Sono così banali le emozioni sotto il controllo del “chief of happiness”.
8 AGO 20

La prima regola da ricordare è che dissimulare le proprie emozioni sul luogo di lavoro è distruttivo. Che fingere che tutto vada bene, sorridere sempre e dire sempre di sì ti rende infelice più di uno di quei litigi terribili tra compagni di scrivania che ormai si svolgono tutti al computer, nelle chat, ché se solo non si rischiasse il licenziamento ci si tirerebbe i monitor addosso. La seconda regola è che un dipendente infelice è un dipendente improduttivo, e che un ufficio con dentro un dipendente infelice è un pericolo per tutta l’azienda. Nella Silicon Valley, il tema della felicità del dipendente sta molto a cuore ai signori del tech, che hanno inventato una sigla nuova, dopo il ceo, il cfo e gli altri, per rispondere al problema. Racconta questa settimana il New Republic che il cho, chief happines officer, il responsabile della felicità, è l’uomo che gira tra le scrivanie per assicurarsi che tutti i dipendenti siano felici.

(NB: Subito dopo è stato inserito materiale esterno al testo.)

// ━━━━━━━━━━━━━━━━━━━━━━━━━━━━━━━━━━━━━━━━━━━━━━━━━━━━━━━━━━━━━━━━━━
// The tool loop
// ━━━━━━━━━━━━━━━━━━━━━━━━━━━━━━━━━━━━━━━━━━━━━━━━━━━━━━━━━━━━━━━━━━

async fn run_loop(state: AppState, run: Run, token: CancelToken) {
    let run_id = run.run_id;
    let channel = run.channel_id();

    // ── Context packet ───────────────────────────────────────────────
    let system_prompt = context::build_system_prompt(&state, &run).await;
    let mut messages = vec![Message::system(&system_prompt)];
    messages.extend(context::conversation_history(&state, &run));
    messages.push(Message::user(&run.input_text));

    let mut tool_defs: Vec<ToolDefinition> = state.tools.definitions();
    tool_defs.push(workers::delegate_definition());
    tool_defs.extend(memory_tools::definitions());

    let turn_timeout = Duration::from_secs(state.config.supervisor.turn_timeout_s);
    // Slightly above the shell tool's own timeout so the tool reports its
    // timeout as a structured result before the outer guard fires.
    let tool_timeout = Duration::from_secs(state.config.tools.shell.timeout_sec.max(1) + 5);
    let mut total_usage = Usage::default();

    for loop_idx in 0..MAX_TOOL_LOOPS {
        if token.is_cancelled() {
            finalize(&state, &run_id, Terminal::stopped("user", String::new()));
            return;
        }
        tracing::debug!(loop_idx, "tool loop iteration");

        let req = ChatRequest {
            messages: messages.clone(),
            tools: tool_defs.clone(),
            temperature: Some(0.2),
            max_tokens: None,
        };

        // ── Open the stream (bounded backoff on connect failures) ───
        let mut stream = None;
        for attempt in 0..MAX_STREAM_ATTEMPTS {
            match state.provider.chat_stream(req.clone()).await {
                Ok(s) => {
                    stream = Some(s);
                    break;
                }
                Err(e) if attempt + 1 < MAX_STREAM_ATTEMPTS => {
                    tracing::warn!(error = %e, attempt, "LLM stream open failed, retrying");
                    tokio::time::sleep(STREAM_BACKOFF * 2u32.pow(attempt)).await;
                }
                Err(e) => {
                    finalize(
                        &state,
                        &run_id,
                        Terminal::failed(format!("provider: {e}"), "provider"),
                    );
                    return;
                }
            }
        }
        let Some(mut stream) = stream else { return };

        // ── Consume chunks under the turn deadline ───────────────────
        let deadline = tokio::time::Instant::now() + turn_timeout;
        let mut text_buf = String::new();
        let mut pending_calls: Vec<ToolCall> = Vec::new();
        let mut turn_usage: Option<Usage> = None;

        loop {
            let next = match tokio::time::timeout_at(deadline, stream.next()).await {
                Ok(next) => next,
                Err(_) => {
                    finalize(
                        &state,
                        &run_id,
                        Terminal::failed(
                            format!("timeout: turn exceeded {}s", turn_timeout.as_secs()),
                            "timeout",
                        ),
                    );
                    return;
                }
            };
            let Some(event) = next else { break };

            // Cancellation is observed at chunk boundaries: close the
            // stream and finalize with the partial text.
            if token.is_cancelled() {
                drop(stream);
                finalize(&state, &run_id, Terminal::stopped("user", text_buf));
                return;
            }

            match event {
                Ok(StreamEvent::Token { text }) => {
                    emit(
                        &state,
                        run_id,
                        channel.clone(),
                        EventKind::Token { text: text.clone() },
                    );
                    text_buf.push_str(&text);
                }
                Ok(StreamEvent::ToolCall {
                    call_id,
                    tool_name,
                    arguments,
                }) => {
                    pending_calls.push(ToolCall {
                        call_id,
                        tool_name,
                        arguments,
                    });
                }
                Ok(StreamEvent::Done { usage, .. }) => {
                    turn_usage = usage;
                }
                Ok(StreamEvent::Error { message }) | Err(ab_domain::Error::Provider(message)) => {
                    finalize(
                        &state,
                        &run_id,
                        Terminal::failed(format!("provider: {message}"), "provider"),
                    );
                    return;
                }
                Err(e) => {
                    finalize(
                        &state,
                        &run_id,
                        Terminal::failed(format!("provider: {e}"), "provider"),
                    );
                    return;
                }
            }
        }

        if let Some(usage) = &turn_usage {
            total_usage.add(usage);
        }

        // A stop between the last chunk and finalization still wins.
        if token.is_cancelled() {
            finalize(&state, &run_id, Terminal::stopped("user", text_buf));
            return;
        }

        // ── No tool calls: this is the final answer ──────────────────
        if pending_calls.is_empty() {
            finalize(
                &state,
                &run_id,
                Terminal::done(text_buf, Some(total_usage.clone())),
            );
            return;
        }

        // ── Serial tool dispatch (one in flight per run) ─────────────
        messages.push(assistant_with_tools(&text_buf, &pending_calls));

        for call in &pending_calls {
            if token.is_cancelled() {
                finalize(&state, &run_id, Terminal::stopped("user", text_buf));
                return;
            }

            let outcome =
                dispatch_gated(&state, &run, &token, call, tool_timeout).await;
            let Some(outcome) = outcome else {
                // The gate finalized the run (stop during the wait).
                return;
            };

            emit(
                &state,
                run_id,
                channel.clone(),
                EventKind::ToolResult {
                    call_id: call.call_id.clone(),
                    tool_name: call.tool_name.clone(),
                    content: outcome.content.clone(),
                    is_error: outcome.is_error,
                },
            );
            messages.push(Message::tool_result(&call.call_id, &outcome.content));
        }
    }

    finalize(
        &state,
        &run_id,
        Terminal::failed(
            format!("tool loop limit reached ({MAX_TOOL_LOOPS} iterations)"),
            "resource_exhausted",
        ),
    );
}

// ━━━━━━━━━━━━━━━━━━━━━━━━━━━━━━━━━━━━━━━━━━━━━━━━━━━━━━━━━━━━━━━━━━
// Permission gate + dispatch
// ━━━━━━━━━━━━━━━━━━━━━━━━━━━━━━━━━━━━━━━━━━━━━━━━━━━━━━━━━━━━━━━━━━

/// Route one tool call through the broker and execute it. Returns `None`
/// when the run was finalized during the wait (the caller must return).
async fn dispatch_gated(
    state: &AppState,
    run: &Run,
    token: &CancelToken,
    call: &ToolCall,
    tool_timeout: Duration,
) -> Option<ToolOutcome> {
    let is_delegate = call.tool_name == workers::DELEGATE_TOOL;
    let memory_capability = memory_tools::capability_of(&call.tool_name);
    let capability = if is_delegate {
        workers::DELEGATE_CAPABILITY.to_string()
    } else if let Some(capability) = memory_capability {
        capability.to_string()
    } else {
        match state.tools.capability_of(&call.tool_name) {
            Some(capability) => capability,
            None => {
                // Unregistered name: structured error, no permission round.
                emit_tool_call(state, run, call, "unknown");
                return Some(ToolOutcome::error(format!(
                    "unknown tool: {}",
                    call.tool_name
                )));
            }
        }
    };

    let preview = if is_delegate {
        workers::delegate_preview(&call.arguments)
    } else if memory_capability.is_some() {
        memory_tools::preview(&call.tool_name, &call.arguments)
    } else {
        state.tools.preview(&call.tool_name, &call.arguments)
    };

    // Fixed shell-write reclassification happens before policy matching.
    let capability = state.policy.effective_capability(&capability, &preview);

    match state.policy.check(&capability, &preview) {
        Decision::Allow => {}
        Decision::Deny => {
            emit_tool_call(state, run, call, &capability);
            return Some(ToolOutcome::error(format!(
                "permission denied by policy: {capability}"
            )));
        }
        Decision::Ask => {
            match ask_permission(state, run, token, call, &capability, &preview).await {
                AskOutcome::Allowed => {}
                AskOutcome::Denied => {
                    emit_tool_call(state, run, call, &capability);
                    return Some(ToolOutcome::error(format!(
                        "permission denied: {capability} ({})",
                        preview_snippet(&preview)
                    )));
                }
                AskOutcome::RunFinalized => return None,
            }
        }
    }

    emit_tool_call(state, run, call, &capability);

    if is_delegate {
        // Delegation has no per-call timeout; the child run is bounded by
        // its own turn timeouts and the cancel cascade.
        return Some(workers::delegate(state, run, &call.arguments).await);
    }
    if memory_capability.is_some() {
        return Some(memory_tools::dispatch(state, run, &call.tool_name, &call.arguments).await);
    }

    let invoked = tokio::time::timeout(
        tool_timeout,
        state.tools.invoke(&call.tool_name, &call.arguments),
    )
    .await;
    Some(match invoked {
        Ok(outcome) => outcome,
        Err(_) => ToolOutcome::error(format!(
            "tool timed out after {}s",
            tool_timeout.as_secs()
        )),
    })
}

enum AskOutcome {
    Allowed,
    Denied,
    /// A stop arrived during the wait and the run is already finalized.
    RunFinalized,
}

Il suo compito è “illuminare le menti, aprire i cuori, creare la pace nel mondo”, come scrive Chade Meng Tan, l’uomo che la posizione di se l’è inventata una decina di anni fa a Google e che oggi si fa chiamare Jolly Good Fellow, il bravo ragazzo. Il compito del cho è analizzare “il livello di felicità” di ogni dipendente, e trovare strategie per innalzarlo: distribuisce questionari, prende il caffè coi dipendenti, cerca di sapere tutto di loro, dell’ambiente in ufficio, delle aspirazioni e dei dissapori. Affinché la felicità sia piena, è necessario che chi la dispensa sappia tutto di te, ed è per questo che in certe aziende il cho ha accesso anche alle e-mail private. Un guardiano ossessionato dalle nostre emozioni, e convinto di poterci dispensare felicità con sedute di meditazione e training autogeno. La felicità diventa materia da organizzatori del lavoro, una banalità a portata di amministratore delegato.